## Stored data

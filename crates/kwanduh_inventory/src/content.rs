//! Content model: the immutable pool of challenges loaded at startup.
//!
//! The JSON layout uses camelCase keys so content files produced by the
//! authoring tools load without translation.

use chrono::{DateTime, Utc};
use derive_more::{Display, Error};
use serde::{Deserialize, Serialize};
use std::path::Path;
use tracing::{debug, info, instrument};

/// A single trivia question. Never mutated after load.
#[derive(Debug, Clone, PartialEq, Eq, Hash, Serialize, Deserialize)]
#[serde(rename_all = "camelCase")]
pub struct Challenge {
    /// Question text.
    pub question: String,
    /// Topic name this challenge belongs to.
    pub topic: String,
    /// Hint shown on request.
    pub hint: String,
    /// Answer choices.
    pub answers: Vec<String>,
    /// The correct choice, verbatim from `answers`.
    pub correct: String,
    /// Optional explanation shown after answering.
    #[serde(default, skip_serializing_if = "Option::is_none")]
    pub explanation: Option<String>,
    /// Stable identifier.
    pub id: String,
    /// Creation time.
    pub date: DateTime<Utc>,
    /// Who or what generated the challenge.
    #[serde(rename = "aisource")]
    pub ai_source: String,
    /// Free-form notes.
    #[serde(default, skip_serializing_if = "Option::is_none")]
    pub notes: Option<String>,
}

impl Challenge {
    /// True if `answer` matches the correct choice.
    pub fn is_correct(&self, answer: &str) -> bool {
        self.correct == answer
    }
}

/// Catalog entry for a topic.
#[derive(Debug, Clone, PartialEq, Eq, Serialize, Deserialize, derive_new::new)]
#[serde(rename_all = "camelCase")]
pub struct BasicTopic {
    /// Topic name, the key challenges refer to.
    pub name: String,
    /// Broader subject.
    #[new(default)]
    #[serde(default)]
    pub subject: String,
    /// Artwork name.
    #[new(default)]
    #[serde(default)]
    pub pic: String,
    /// Notes.
    #[new(default)]
    #[serde(default)]
    pub notes: String,
    /// Subtopics.
    #[new(default)]
    #[serde(default)]
    pub subtopics: Vec<String>,
}

/// The topic catalog with its metadata.
#[derive(Debug, Clone, PartialEq, Eq, Serialize, Deserialize)]
#[serde(rename_all = "camelCase")]
pub struct TopicGroup {
    /// Catalog description.
    pub description: String,
    /// Catalog version.
    pub version: String,
    /// Catalog author.
    pub author: String,
    /// Catalog date, as authored.
    pub date: String,
    /// Topics in display order.
    pub topics: Vec<BasicTopic>,
}

/// A batch of challenges generated for one topic.
#[derive(Debug, Clone, PartialEq, Eq, Serialize, Deserialize)]
#[serde(rename_all = "camelCase")]
pub struct GameData {
    /// Batch identifier.
    pub id: String,
    /// Topic of every challenge in the batch.
    pub topic: String,
    /// The challenges.
    pub challenges: Vec<Challenge>,
    /// Generation time.
    pub generated: DateTime<Utc>,
    /// Artwork name.
    #[serde(default, skip_serializing_if = "Option::is_none")]
    pub pic: Option<String>,
    /// Commentary from the generator.
    #[serde(default, skip_serializing_if = "Option::is_none")]
    pub commentary: Option<String>,
}

/// Everything the game needs to play: the catalog and all challenge batches.
#[derive(Debug, Clone, PartialEq, Eq, Serialize, Deserialize)]
#[serde(rename_all = "camelCase")]
pub struct PlayData {
    /// Topic catalog.
    pub topic_data: TopicGroup,
    /// Challenge batches.
    pub game_datum: Vec<GameData>,
    /// Identifier of this blend of content.
    pub play_data_id: String,
    /// When the blend was produced.
    pub blend_date: DateTime<Utc>,
    /// Artwork name.
    #[serde(default, skip_serializing_if = "Option::is_none")]
    pub pic: Option<String>,
}

impl PlayData {
    /// All challenges flattened in batch order. Positions in this list are challenge indices.
    pub fn every_challenge(&self) -> Vec<Challenge> {
        self.game_datum
            .iter()
            .flat_map(|batch| batch.challenges.iter().cloned())
            .collect()
    }

    /// Topic names from the catalog, in catalog order.
    pub fn all_topics(&self) -> Vec<String> {
        self.topic_data
            .topics
            .iter()
            .map(|topic| topic.name.clone())
            .collect()
    }

    /// Parses content from JSON text.
    #[instrument(skip(json), fields(bytes = json.len()))]
    pub fn from_json(json: &str) -> Result<Self, ContentError> {
        let data: Self = serde_json::from_str(json)
            .map_err(|e| ContentError::new(format!("Failed to parse content: {}", e)))?;
        debug!(
            play_data_id = %data.play_data_id,
            topics = data.topic_data.topics.len(),
            batches = data.game_datum.len(),
            "Content parsed"
        );
        Ok(data)
    }

    /// Loads content from a JSON file.
    #[instrument(skip(path), fields(path = %path.as_ref().display()))]
    pub fn from_file(path: impl AsRef<Path>) -> Result<Self, ContentError> {
        let json = std::fs::read_to_string(path.as_ref())
            .map_err(|e| ContentError::new(format!("Failed to read content file: {}", e)))?;
        let data = Self::from_json(&json)?;
        info!(play_data_id = %data.play_data_id, "Content loaded");
        Ok(data)
    }
}

/// Content loading error.
#[derive(Debug, Clone, Display, Error)]
#[display("Content error: {} at {}:{}", message, file, line)]
pub struct ContentError {
    /// Error message.
    pub message: String,
    /// Line number where error occurred.
    pub line: u32,
    /// Source file where error occurred.
    pub file: &'static str,
}

impl ContentError {
    /// Creates a new content error with caller location tracking.
    #[track_caller]
    #[instrument(skip(message))]
    pub fn new(message: impl Into<String>) -> Self {
        let loc = std::panic::Location::caller();
        Self {
            message: message.into(),
            line: loc.line(),
            file: loc.file(),
        }
    }
}

#[cfg(test)]
mod tests {
    use super::*;
    use crate::seeds::seed_play_data;
    use std::io::Write;

    #[test]
    fn test_json_uses_camel_case_keys() {
        let data = seed_play_data(&["History"], 1);
        let json = serde_json::to_string(&data).unwrap();
        assert!(json.contains("\"topicData\""));
        assert!(json.contains("\"gameDatum\""));
        assert!(json.contains("\"aisource\""));

        let back = PlayData::from_json(&json).unwrap();
        assert_eq!(back, data);
    }

    #[test]
    fn test_every_challenge_flattens_in_order() {
        let data = seed_play_data(&["History", "Science"], 3);
        let all = data.every_challenge();
        assert_eq!(all.len(), 6);
        assert!(all[..3].iter().all(|c| c.topic == "History"));
        assert!(all[3..].iter().all(|c| c.topic == "Science"));
        assert_eq!(data.all_topics(), vec!["History", "Science"]);
    }

    #[test]
    fn test_from_file_reports_bad_json() {
        let mut file = tempfile::NamedTempFile::new().unwrap();
        write!(file, "{{ not json").unwrap();
        let err = PlayData::from_file(file.path()).unwrap_err();
        assert!(err.message.contains("Failed to parse content"));
    }

    #[test]
    fn test_from_file_missing() {
        let err = PlayData::from_file("/nonexistent/kwanduh/content.json").unwrap_err();
        assert!(err.message.contains("Failed to read content file"));
    }
}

## Exercise directions
Transcribe every record above so that nothing differs from the original.

## Answer space
filename crates/kwanduh_inventory/src/content.rs
//! Content model: the immutable pool of challenges loaded at startup.
//!
//! The JSON layout uses camelCase keys so content files produced by the
//! authoring tools load without translation.

use chrono::{DateTime, Utc};
use derive_more::{Display, Error};
use serde::{Deserialize, Serialize};
use std::path::Path;
use tracing::{debug, info, instrument};

/// A single trivia question. Never mutated after load.
#[derive(Debug, Clone, PartialEq, Eq, Hash, Serialize, Deserialize)]
#[serde(rename_all = "camelCase")]
pub struct Challenge {
    /// Question text.
    pub question: String,
    /// Topic name this challenge belongs to.
    pub topic: String,
    /// Hint shown on request.
    pub hint: String,
    /// Answer choices.
    pub answers: Vec<String>,
    /// The correct choice, verbatim from `answers`.
    pub correct: String,
    /// Optional explanation shown after answering.
    #[serde(default, skip_serializing_if = "Option::is_none")]
    pub explanation: Option<String>,
    /// Stable identifier.
    pub id: String,
    /// Creation time.
    pub date: DateTime<Utc>,
    /// Who or what generated the challenge.
    #[serde(rename = "aisource")]
    pub ai_source: String,
    /// Free-form notes.
    #[serde(default, skip_serializing_if = "Option::is_none")]
    pub notes: Option<String>,
}

impl Challenge {
    /// True if `answer` matches the correct choice.
    pub fn is_correct(&self, answer: &str) -> bool {
        self.correct == answer
    }
}

/// Catalog entry for a topic.
#[derive(Debug, Clone, PartialEq, Eq, Serialize, Deserialize, derive_new::new)]
#[serde(rename_all = "camelCase")]
pub struct BasicTopic {
    /// Topic name, the key challenges refer to.
    pub name: String,
    /// Broader subject.
    #[new(default)]
    #[serde(default)]
    pub subject: String,
    /// Artwork name.
    #[new(default)]
    #[serde(default)]
    pub pic: String,
    /// Notes.
    #[new(default)]
    #[serde(default)]
    pub notes: String,
    /// Subtopics.
    #[new(default)]
    #[serde(default)]
    pub subtopics: Vec<String>,
}

/// The topic catalog with its metadata.
#[derive(Debug, Clone, PartialEq, Eq, Serialize, Deserialize)]
#[serde(rename_all = "camelCase")]
pub struct TopicGroup {
    /// Catalog description.
    pub description: String,
    /// Catalog version.
    pub version: String,
    /// Catalog author.
    pub author: String,
    /// Catalog date, as authored.
    pub date: String,
    /// Topics in display order.
    pub topics: Vec<BasicTopic>,
}

/// A batch of challenges generated for one topic.
#[derive(Debug, Clone, PartialEq, Eq, Serialize, Deserialize)]
#[serde(rename_all = "camelCase")]
pub struct GameData {
    /// Batch identifier.
    pub id: String,
    /// Topic of every challenge in the batch.
    pub topic: String,
    /// The challenges.
    pub challenges: Vec<Challenge>,
    /// Generation time.
    pub generated: DateTime<Utc>,
    /// Artwork name.
    #[serde(default, skip_serializing_if = "Option::is_none")]
    pub pic: Option<String>,
    /// Commentary from the generator.
    #[serde(default, skip_serializing_if = "Option::is_none")]
    pub commentary: Option<String>,
}

/// Everything the game needs to play: the catalog and all challenge batches.
#[derive(Debug, Clone, PartialEq, Eq, Serialize, Deserialize)]
#[serde(rename_all = "camelCase")]
pub struct PlayData {
    /// Topic catalog.
    pub topic_data: TopicGroup,
    /// Challenge batches.
    pub game_datum: Vec<GameData>,
    /// Identifier of this blend of content.
    pub play_data_id: String,
    /// When the blend was produced.
    pub blend_date: DateTime<Utc>,
    /// Artwork name.
    #[serde(default, skip_serializing_if = "Option::is_none")]
    pub pic: Option<String>,
}

impl PlayData {
    /// All challenges flattened in batch order. Positions in this list are challenge indices.
    pub fn every_challenge(&self) -> Vec<Challenge> {
        self.game_datum
            .iter()
            .flat_map(|batch| batch.challenges.iter().cloned())
            .collect()
    }

    /// Topic names from the catalog, in catalog order.
    pub fn all_topics(&self) -> Vec<String> {
        self.topic_data
            .topics
            .iter()
            .map(|topic| topic.name.clone())
            .collect()
    }

    /// Parses content from JSON text.
    #[instrument(skip(json), fields(bytes = json.len()))]
    pub fn from_json(json: &str) -> Result<Self, ContentError> {
        let data: Self = serde_json::from_str(json)
            .map_err(|e| ContentError::new(format!("Failed to parse content: {}", e)))?;
        debug!(
            play_data_id = %data.play_data_id,
            topics = data.topic_data.topics.len(),
            batches = data.game_datum.len(),
            "Content parsed"
        );
        Ok(data)
    }

    /// Loads content from a JSON file.
    #[instrument(skip(path), fields(path = %path.as_ref().display()))]
    pub fn from_file(path: impl AsRef<Path>) -> Result<Self, ContentError> {
        let json = std::fs::read_to_string(path.as_ref())
            .map_err(|e| ContentError::new(format!("Failed to read content file: {}", e)))?;
        let data = Self::from_json(&json)?;
        info!(play_data_id = %data.play_data_id, "Content loaded");
        Ok(data)
    }
}

/// Content loading error.
#[derive(Debug, Clone, Display, Error)]
#[display("Content error: {} at {}:{}", message, file, line)]
pub struct ContentError {
    /// Error message.
    pub message: String,
    /// Line number where error occurred.
    pub line: u32,
    /// Source file where error occurred.
    pub file: &'static str,
}

impl ContentError {
    /// Creates a new content error with caller location tracking.
    #[track_caller]
    #[instrument(skip(message))]
    pub fn new(message: impl Into<String>) -> Self {
        let loc = std::panic::Location::caller();
        Self {
            message: message.into(),
            line: loc.line(),
            file: loc.file(),
        }
    }
}

#[cfg(test)]
mod tests {
    use super::*;
    use crate::seeds::seed_play_data;
    use std::io::Write;

    #[test]
    fn test_json_uses_camel_case_keys() {
        let data = seed_play_data(&["History"], 1);
        let json = serde_json::to_string(&data).unwrap();
        assert!(json.contains("\"topicData\""));
        assert!(json.contains("\"gameDatum\""));
        assert!(json.contains("\"aisource\""));

        let back = PlayData::from_json(&json).unwrap();
        assert_eq!(back, data);
    }

    #[test]
    fn test_every_challenge_flattens_in_order() {
        let data = seed_play_data(&["History", "Science"], 3);
        let all = data.every_challenge();
        assert_eq!(all.len(), 6);
        assert!(all[..3].iter().all(|c| c.topic == "History"));
        assert!(all[3..].iter().all(|c| c.topic == "Science"));
        assert_eq!(data.all_topics(), vec!["History", "Science"]);
    }

    #[test]
    fn test_from_file_reports_bad_json() {
        let mut file = tempfile::NamedTempFile::new().unwrap();
        write!(file, "{{ not json").unwrap();
        let err = PlayData::from_file(file.path()).unwrap_err();
        assert!(err.message.contains("Failed to parse content"));
    }

    #[test]
    fn test_from_file_missing() {
        let err = PlayData::from_file("/nonexistent/kwanduh/content.json").unwrap_err();
        assert!(err.message.contains("Failed to read content file"));
    }
}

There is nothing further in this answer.